##### Supplied data

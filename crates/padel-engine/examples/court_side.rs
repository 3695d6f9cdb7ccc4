//! Court-side scorer -- plays a scripted match from the command line.
//!
//! Run with:
//!   cargo run --example court_side -p padel-engine -- [DATA_DIR]
//!
//! Each character of the `RALLIES` environment variable is one input:
//! `1` or `2` taps that team's score area, `u` undoes (dropping any tap
//! still waiting to score), `s` changes server.
//! Taps go through the same debouncer a touch UI would use, so `11` typed
//! quickly is a double tap. History and settings are kept in `DATA_DIR`
//! (default: a `padel-scores` directory under the system temp dir).
//!
//! Set `RUST_LOG=debug` to watch the scorer's decisions.

use std::time::{Duration, Instant};

use anyhow::Context;
use padel_engine::prelude::*;
use tracing_subscriber::EnvFilter;

const DEFAULT_RALLIES: &str = "1112 2221 1111 2222 2222 1u1 s1111 1111 1111";

fn main() -> Result<(), anyhow::Error> {
    tracing_subscriber::fmt()
        .with_env_filter(
            EnvFilter::try_from_default_env().unwrap_or_else(|_| EnvFilter::new("info")),
        )
        .init();

    let dir = std::env::args()
        .nth(1)
        .map(Into::into)
        .unwrap_or_else(|| std::env::temp_dir().join("padel-scores"));
    let store = FileStore::open(&dir)
        .with_context(|| format!("opening score directory {}", dir.display()))?;

    let mut scorer = ScoreManager::new(
        store,
        EngineConfig {
            format: MatchFormat::BEST_OF_THREE,
            team1_name: "North".to_owned(),
            team2_name: "South".to_owned(),
            ..Default::default()
        },
    );
    scorer.subscribe(|event| {
        if event.finishes_match() {
            println!("*** match over ***");
        }
    });

    let rallies = std::env::var("RALLIES").unwrap_or_else(|_| DEFAULT_RALLIES.to_owned());
    let mut taps = TapDebouncer::default();
    let config = taps.config();
    let mut now = Instant::now();

    for input in rallies.chars() {
        // Spaces separate gestures by more than the commit delay.
        let gap = if input == ' ' {
            config.commit_delay + Duration::from_millis(100)
        } else {
            Duration::from_millis(120)
        };
        now += gap;
        if let Some(action) = taps.poll(now) {
            action.apply(&mut scorer);
        }

        let action = match input {
            '1' => taps.tap(Team::One, now),
            '2' => taps.tap(Team::Two, now),
            'u' => {
                // An explicit undo replaces any tap still waiting to score.
                taps.cancel();
                Some(TapAction::Undo)
            }
            's' => {
                scorer.change_server();
                None
            }
            _ => None,
        };
        if let Some(action) = action {
            action.apply(&mut scorer);
        }
    }
    if let Some(action) = taps.poll(now + config.commit_delay) {
        action.apply(&mut scorer);
    }

    print_scoreboard(scorer.current_match());
    println!("history: {} match(es) in {}", scorer.history().len(), dir.display());
    Ok(())
}

fn print_scoreboard(m: &Match) {
    for (index, set) in m.sets().iter().enumerate() {
        println!("set {}: {}", index + 1, set.summary());
    }
    let game = m.current_game();
    println!(
        "game: {} {} - {} {}",
        m.team1_name(),
        game.points(Team::One),
        game.points(Team::Two),
        m.team2_name()
    );
    println!("serving: {}", m.current_serving_player());
    println!("result: {} ({})", m.final_score(), m.formatted_duration());
}
//! Scorer throughput benchmarks.
//!
//! Every point clones the live match onto the undo stack, so the cost of a
//! point grows with the number of sets played. These benchmarks track that
//! cost along with undo and history encoding.
//!
//! Run with: `cargo bench --bench scoring_benchmarks`

use criterion::{black_box, criterion_group, criterion_main, BenchmarkId, Criterion};

use padel_engine::prelude::*;

// ---------------------------------------------------------------------------
// Helpers
// ---------------------------------------------------------------------------

/// A scorer that has already played `sets` full sets.
fn scorer_after_sets(sets: usize) -> ScoreManager<MemoryStore> {
    let mut scorer = ScoreManager::with_store(MemoryStore::new());
    for i in 0..sets * 24 {
        let team = if (i / 24) % 2 == 0 { Team::One } else { Team::Two };
        scorer.increment_point(team);
    }
    scorer
}

/// A rally pattern that reaches deuce and tiebreaks regularly.
fn rally(i: usize) -> Team {
    if (i * 7 + i / 3) % 2 == 0 {
        Team::One
    } else {
        Team::Two
    }
}

// ---------------------------------------------------------------------------
// Benchmarks
// ---------------------------------------------------------------------------

fn bench_increment_point(c: &mut Criterion) {
    let mut group = c.benchmark_group("increment_point");
    for sets in [0usize, 5, 20] {
        group.bench_with_input(BenchmarkId::from_parameter(sets), &sets, |b, &sets| {
            let base = scorer_after_sets(sets);
            b.iter_batched(
                || base.current_match().clone(),
                |mut m| {
                    black_box(m.increment_point(
                        Team::One,
                        ScoringMode::GoldenPoint,
                        MatchFormat::OPEN,
                    ))
                },
                criterion::BatchSize::SmallInput,
            );
        });
    }
    group.finish();
}

fn bench_full_match(c: &mut Criterion) {
    c.bench_function("best_of_three_with_undo", |b| {
        b.iter(|| {
            let mut scorer = ScoreManager::new(
                MemoryStore::new(),
                EngineConfig {
                    format: MatchFormat::BEST_OF_THREE,
                    ..Default::default()
                },
            );
            let mut i = 0;
            while !scorer.current_match().is_completed() {
                scorer.increment_point(rally(i));
                if i % 11 == 0 {
                    scorer.undo();
                }
                i += 1;
            }
            black_box(scorer.history().len())
        });
    });
}

fn bench_history_encode(c: &mut Criterion) {
    let mut group = c.benchmark_group("history_encode");
    for entries in [10usize, 100] {
        let mut history = MatchHistory::new();
        for _ in 0..entries {
            let mut m = scorer_after_sets(3).current_match().clone();
            m.stop();
            history.archive(m);
        }
        group.bench_with_input(BenchmarkId::from_parameter(entries), &history, |b, h| {
            b.iter(|| black_box(h.encode()))
        });
    }
    group.finish();
}

criterion_group!(
    benches,
    bench_increment_point,
    bench_full_match,
    bench_history_encode
);
criterion_main!(benches);
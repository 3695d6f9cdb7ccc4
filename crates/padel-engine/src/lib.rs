//! Padel Engine -- the scorer driving a live padel match.
//!
//! This crate ties the rules in [`padel_model`] to the persistence in
//! [`padel_history`]: a [`ScoreManager`](scorer::ScoreManager) owns the live
//! match, a bounded undo stack of snapshots, the persisted settings and the
//! match history. Every mutation returns the [`ScoreEvent`](event::ScoreEvent)s
//! it produced and forwards them to subscribers.
//!
//! # Quick Start
//!
//! ```
//! use padel_engine::prelude::*;
//!
//! let mut scorer = ScoreManager::with_store(MemoryStore::new());
//!
//! for _ in 0..4 {
//!     scorer.increment_point(Team::One);
//! }
//! assert_eq!(scorer.current_set().games(Team::One), 1);
//!
//! scorer.undo();
//! assert_eq!(scorer.current_game().points(Team::One), Point::Forty);
//!
//! scorer.stop_match();
//! assert_eq!(scorer.history().len(), 1);
//! ```

#![deny(unsafe_code)]

pub mod event;
pub mod scorer;
pub mod tap;
pub mod undo;

// ---------------------------------------------------------------------------
// Re-exports
// ---------------------------------------------------------------------------

/// Re-export the model crate for convenience.
pub use padel_model;

/// Re-export the history crate for convenience.
pub use padel_history;

// ---------------------------------------------------------------------------
// Prelude
// ---------------------------------------------------------------------------

/// Convenience re-exports for common scorer usage.
pub mod prelude {
    pub use padel_model::prelude::*;

    pub use padel_history::{FileStore, KeyValueStore, MatchHistory, MemoryStore, StoreError};

    pub use crate::event::{Listener, ScoreEvent};
    pub use crate::scorer::{EngineConfig, ScoreManager};
    pub use crate::tap::{TapAction, TapConfig, TapDebouncer};
    pub use crate::undo::{UndoStack, DEFAULT_UNDO_CAPACITY};
}
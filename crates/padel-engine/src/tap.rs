//! Delayed commit of score taps with double-tap undo.
//!
//! A tap on a team's score area does not score immediately. It is held for
//! [`TapConfig::commit_delay`] and committed by [`TapDebouncer::poll`] once
//! due. A second tap on the same team within
//! [`TapConfig::double_tap_window`], while the first is still pending,
//! cancels the pending commit and asks for an undo instead. Once a tap has
//! been committed it can no longer pair into a double tap, so a single
//! gesture never produces both.
//!
//! The debouncer owns no clock. Callers pass the time of each tap and poll,
//! which keeps it deterministic under test.

use std::time::{Duration, Instant};

use padel_history::KeyValueStore;
use padel_model::team::Team;

use crate::event::ScoreEvent;
use crate::scorer::ScoreManager;

/// Timing for [`TapDebouncer`].
#[derive(Debug, Clone, Copy, PartialEq, Eq)]
pub struct TapConfig {
    /// How long a tap waits before it scores.
    pub commit_delay: Duration,
    /// A second same-team tap inside this window is a double tap.
    pub double_tap_window: Duration,
}

impl Default for TapConfig {
    /// 350 ms commit delay, 400 ms double-tap window.
    fn default() -> Self {
        Self {
            commit_delay: Duration::from_millis(350),
            double_tap_window: Duration::from_millis(400),
        }
    }
}

/// What the caller should do on the scorer.
#[derive(Debug, Clone, Copy, PartialEq, Eq)]
pub enum TapAction {
    Increment(Team),
    Undo,
}

impl TapAction {
    /// Run the action against `scorer`.
    pub fn apply<S: KeyValueStore>(self, scorer: &mut ScoreManager<S>) -> Vec<ScoreEvent> {
        match self {
            TapAction::Increment(team) => scorer.increment_point(team),
            TapAction::Undo => scorer.undo(),
        }
    }
}

#[derive(Debug, Clone, Copy)]
struct PendingTap {
    team: Team,
    tapped_at: Instant,
    due: Instant,
}

/// Turns raw taps into scorer actions.
#[derive(Debug, Clone, Default)]
pub struct TapDebouncer {
    config: TapConfig,
    pending: Option<PendingTap>,
}

impl TapDebouncer {
    pub fn new(config: TapConfig) -> Self {
        Self {
            config,
            pending: None,
        }
    }

    pub fn config(&self) -> TapConfig {
        self.config
    }

    /// The team whose tap is waiting to be committed.
    pub fn pending_team(&self) -> Option<Team> {
        self.pending.map(|p| p.team)
    }

    /// Register a tap on `team` at `now`.
    ///
    /// Returns [`TapAction::Undo`] for a double tap: a same-team tap inside
    /// the window while the first is still pending. A tap on the other team
    /// while one is pending commits the pending one at once and returns it.
    pub fn tap(&mut self, team: Team, now: Instant) -> Option<TapAction> {
        let pending = self.pending.take();

        if let Some(p) = pending {
            if p.team == team
                && now.saturating_duration_since(p.tapped_at) < self.config.double_tap_window
            {
                tracing::debug!(%team, "double tap -- undo");
                return Some(TapAction::Undo);
            }
        }

        self.pending = Some(PendingTap {
            team,
            tapped_at: now,
            due: now + self.config.commit_delay,
        });
        pending.map(|p| TapAction::Increment(p.team))
    }

    /// Commit the pending tap if its delay has elapsed at `now`.
    pub fn poll(&mut self, now: Instant) -> Option<TapAction> {
        match self.pending {
            Some(p) if now >= p.due => {
                self.pending = None;
                Some(TapAction::Increment(p.team))
            }
            _ => None,
        }
    }

    /// Drop the pending tap without committing it.
    pub fn cancel(&mut self) {
        self.pending = None;
    }
}

#[cfg(test)]
mod tests {
    use super::*;
    use padel_history::MemoryStore;
    use padel_model::game::Point;

    fn ms(n: u64) -> Duration {
        Duration::from_millis(n)
    }

    #[test]
    fn single_tap_commits_after_delay() {
        let t0 = Instant::now();
        let mut tap = TapDebouncer::default();
        assert_eq!(tap.tap(Team::One, t0), None);
        assert_eq!(tap.pending_team(), Some(Team::One));
        assert_eq!(tap.poll(t0 + ms(100)), None);
        assert_eq!(tap.poll(t0 + ms(350)), Some(TapAction::Increment(Team::One)));
        assert_eq!(tap.poll(t0 + ms(900)), None);
    }

    #[test]
    fn double_tap_undoes_instead_of_scoring() {
        let t0 = Instant::now();
        let mut tap = TapDebouncer::default();
        tap.tap(Team::Two, t0);
        assert_eq!(tap.tap(Team::Two, t0 + ms(200)), Some(TapAction::Undo));
        assert_eq!(tap.pending_team(), None);
        assert_eq!(tap.poll(t0 + ms(1000)), None);
    }

    #[test]
    fn slow_second_tap_is_a_new_tap() {
        let t0 = Instant::now();
        let mut tap = TapDebouncer::default();
        tap.tap(Team::One, t0);
        assert_eq!(tap.poll(t0 + ms(360)), Some(TapAction::Increment(Team::One)));
        assert_eq!(tap.tap(Team::One, t0 + ms(500)), None);
        assert_eq!(tap.poll(t0 + ms(850)), Some(TapAction::Increment(Team::One)));
    }

    #[test]
    fn other_team_tap_flushes_pending() {
        let t0 = Instant::now();
        let mut tap = TapDebouncer::default();
        tap.tap(Team::One, t0);
        assert_eq!(
            tap.tap(Team::Two, t0 + ms(100)),
            Some(TapAction::Increment(Team::One))
        );
        assert_eq!(tap.poll(t0 + ms(450)), Some(TapAction::Increment(Team::Two)));
    }

    #[test]
    fn triple_tap_is_undo_then_new_tap() {
        let t0 = Instant::now();
        let mut tap = TapDebouncer::default();
        tap.tap(Team::One, t0);
        assert_eq!(tap.tap(Team::One, t0 + ms(100)), Some(TapAction::Undo));
        assert_eq!(tap.tap(Team::One, t0 + ms(200)), None);
        assert_eq!(tap.pending_team(), Some(Team::One));
    }

    #[test]
    fn cancel_drops_pending() {
        let t0 = Instant::now();
        let mut tap = TapDebouncer::new(TapConfig {
            commit_delay: ms(10),
            double_tap_window: ms(50),
        });
        tap.tap(Team::One, t0);
        tap.cancel();
        assert_eq!(tap.poll(t0 + ms(20)), None);
        assert_eq!(tap.tap(Team::One, t0 + ms(30)), None);
    }

    #[test]
    fn committed_tap_never_pairs_into_undo() {
        let t0 = Instant::now();
        let mut tap = TapDebouncer::default();
        tap.tap(Team::One, t0);
        assert_eq!(tap.poll(t0 + ms(350)), Some(TapAction::Increment(Team::One)));

        // Still inside the double-tap window, but the first tap has scored.
        assert_eq!(tap.tap(Team::One, t0 + ms(380)), None);
        assert_eq!(tap.pending_team(), Some(Team::One));
    }

    #[test]
    fn double_tap_undoes_the_earlier_action() {
        let mut scorer = ScoreManager::with_store(MemoryStore::new());
        scorer.increment_point(Team::Two);

        let t0 = Instant::now();
        let mut tap = TapDebouncer::default();
        let mut actions = Vec::new();
        actions.extend(tap.tap(Team::One, t0));
        let mut at = t0;
        while at < t0 + ms(200) {
            at += ms(10);
            actions.extend(tap.poll(at));
        }
        actions.extend(tap.tap(Team::One, t0 + ms(200)));
        actions.extend(tap.poll(t0 + ms(1000)));
        assert_eq!(actions, vec![TapAction::Undo]);

        for action in actions {
            action.apply(&mut scorer);
        }
        assert_eq!(scorer.current_game().points(Team::Two), Point::Love);
        assert_eq!(scorer.current_game().points(Team::One), Point::Love);
    }

    #[test]
    fn late_same_team_tap_scores_twice() {
        let mut scorer = ScoreManager::with_store(MemoryStore::new());
        let t0 = Instant::now();
        let mut tap = TapDebouncer::default();
        let mut actions = Vec::new();
        actions.extend(tap.tap(Team::One, t0));
        let mut at = t0;
        while at < t0 + ms(380) {
            at += ms(10);
            actions.extend(tap.poll(at));
        }
        actions.extend(tap.tap(Team::One, t0 + ms(380)));
        actions.extend(tap.poll(t0 + ms(1000)));
        assert_eq!(
            actions,
            vec![TapAction::Increment(Team::One), TapAction::Increment(Team::One)]
        );

        for action in actions {
            action.apply(&mut scorer);
        }
        assert_eq!(scorer.current_game().points(Team::One), Point::Thirty);
    }
}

##########

■ Task brief ■
Begin with the line that has "black_box(scorer.history().len())" in the listing above and end after the line that has "settings and the"; output those lines exactly.

■ Response to this task ■
            black_box(scorer.history().len())
        });
    });
}

fn bench_history_encode(c: &mut Criterion) {
    let mut group = c.benchmark_group("history_encode");
    for entries in [10usize, 100] {
        let mut history = MatchHistory::new();
        for _ in 0..entries {
            let mut m = scorer_after_sets(3).current_match().clone();
            m.stop();
            history.archive(m);
        }
        group.bench_with_input(BenchmarkId::from_parameter(entries), &history, |b, h| {
            b.iter(|| black_box(h.encode()))
        });
    }
    group.finish();
}

criterion_group!(
    benches,
    bench_increment_point,
    bench_full_match,
    bench_history_encode
);
criterion_main!(benches);
repository 3695d6f9cdb7ccc4
filename crates/padel-engine/src/lib.rs
//! Padel Engine -- the scorer driving a live padel match.
//!
//! This crate ties the rules in [`padel_model`] to the persistence in
//! [`padel_history`]: a [`ScoreManager`](scorer::ScoreManager) owns the live
//! match, a bounded undo stack of snapshots, the persisted settings and the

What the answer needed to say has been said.